O ministro Haddad bateu o pé, e enviou uma LDO com previsão de déficit zero para 2024, que é a meta estabelecida para o ano que vem na lei do arcabouço fiscal. Para que essa meta seja cumprida, é necessária a arrecadação de R$ 168 bilhões adicionais às receitas já previstas. O grosso da lista de potenciais receitas refere-se a decisões judiciais favoráveis ao fisco.

A verdade é que, para o governo, tanto faz cumprir a meta ou não. Qualquer que seja o resultado primário, as despesas vão crescer, em termos reais, 50% do aumento das receitas, ou, no mínimo, 0,6% ao ano. Ou seja, faça chuva, faça sol, o crescimento real das despesas está garantido.

Então, por que bater o pé em uma meta, qualquer que seja? Simples: para manter as expectativas do mercado sob controle. O ministro não pode simplesmente jogar a toalha, demonstrando lassidão. Ele precisa parecer comprometido com a meta, mesmo que não acredite que seja possível alcançá-la.

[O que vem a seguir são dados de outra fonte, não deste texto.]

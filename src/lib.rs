//! synckit: thread-safe container primitives.
//!
//! Two building blocks for concurrent systems: a blocking priority queue
//! ([`queue::BlockingPriorityQueue`]) with cancellable consumers, and a
//! capacity-bounded cache ([`cache::BoundedFifoCache`]) that evicts in
//! insertion order. Both guard their state with one coarse lock per
//! instance; the queue's condition-variable wait is the only suspension
//! point in the crate.

pub mod cache;
pub mod ds;
pub mod error;
pub mod prelude;
pub mod queue;
pub mod traits;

Aliás, ninguém no mercado realmente acredita nessa meta. Mas deixa para o mercado o ceticismo, o ministro não pode piscar.

Mas se o mercado duvida da promessa do ministro, de que adianta prometer? Adianta muito. Uma coisa é não cumprir a meta tentando cumpri-la. Outra coisa é simplesmente não tentar. As expectativas são formadas não somente com base na promessa para o ano que vem. Os agentes extrapolam as atitudes de hoje para a perpetuidade, de modo que a promessa de hoje é considerada como uma promessa para sempre.

É claro que promessas não cumpridas têm prazo de validade. Se a meta de 2024 não for cumprida (e não será), uma promessa para 2025 parecerá menos crível. E, assim, ao longo do tempo, o governo perderá a sua credibilidade, com os efeitos conhecidos sobre os mercados. Mas esse é um problema do futuro. Hoje, Haddad precisa correr atrás de receitas, mesmo que não sejam permanentes, para cumprir a meta de 2024. Quanto mais próximo chegar, mais crível será a sua promessa para 2025. Desistir a zero de jogo de 2024 significaria desistir do próprio arcabouço fiscal.